Friday, August 29, 2008

The Girl Who Read

Friday August 29. 2008
West Hampton NY
Joyce & Marty's House

I remember the day I realized I could read. I was sounding out the letters of Dick and Jane and suddenly realized they made sense. It was a light that blinked brilliantly on and has continued to light up my life every day since.

What a joy to read! What discoveries to make! What mysteries to uncover! What stories to experience! What thoughts to provoke! What a great excuse to get out of doing the dishes!

I was the eldest of five growing up, and although my mother was an equal opportunity employer and gave all of us jobs to earn our daily ration, it seems to me that dish duty was mostly assigned to the girls. I do recall specifically that I rarely took out the trash, but always set the table.

But our parents put schooling before anything, so I found I could bury my head in a book, tune out the world, and never hear the call to help after dinner. The dishes would be done by the time I looked up. And from the dirty looks and exasperated headshakes I was awarded, I’m sure my sisters were on to me, if nor all four siblings.

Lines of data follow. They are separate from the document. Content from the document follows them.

//! Time source for the domain services.
//!
//! Every day boundary in the application is taken in one configured UTC offset. Services
//! receive a [`Clock`] instead of reading host-local time, which keeps them deterministic in
//! tests and stable across machines.

use chrono::{DateTime, FixedOffset, NaiveDate, TimeZone, Utc};

pub trait Clock: Send + Sync {
    /// Current instant, expressed in the reference offset
    fn now(&self) -> DateTime<FixedOffset>;

    /// Current calendar day in the reference offset
    fn today(&self) -> NaiveDate {
        self.now().date_naive()
    }
}

/// Wall clock shifted into the reference offset
#[derive(Debug, Clone, Copy)]
pub struct SystemClock {
    offset: FixedOffset,
}

impl SystemClock {
    pub fn new(offset: FixedOffset) -> Self {
        Self { offset }
    }
}

impl Clock for SystemClock {
    fn now(&self) -> DateTime<FixedOffset> {
        Utc::now().with_timezone(&self.offset)
    }
}

/// Clock frozen at a single instant
#[derive(Debug, Clone, Copy)]
pub struct FixedClock {
    instant: DateTime<FixedOffset>,
}

impl FixedClock {
    pub fn new(instant: DateTime<FixedOffset>) -> Self {
        Self { instant }
    }

    /// Frozen at the given local wall time in `offset`. Returns None for impossible times.
    pub fn at(
        offset: FixedOffset,
        date: NaiveDate,
        hour: u32,
        minute: u32,
        second: u32,
    ) -> Option<Self> {
        let local = date.and_hms_opt(hour, minute, second)?;
        offset
            .from_local_datetime(&local)
            .single()
            .map(Self::new)
    }
}

impl Clock for FixedClock {
    fn now(&self) -> DateTime<FixedOffset> {
        self.instant
    }
}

“She’s so engrossed in that book, she can’t hear a word,” my Mother would say, passing off the drying duties to whoever was closest to a dishtowel.

Was my mother aware that his was a ploy? As I was growing up, I was sure I was fooling her. Then I decided she knew, but thought it cute of me to be so engrossed I’d rather read than work.

I even harbored the conceit, for a time, that she liked me best of all of her five children, so gave me this reading time as a gift. It didn’t occur to me until I had my own children that she actually wanted me to read and read and read. As much as I could. As often as I could. She, more than anyone, encouraged my scholarship, such as it was.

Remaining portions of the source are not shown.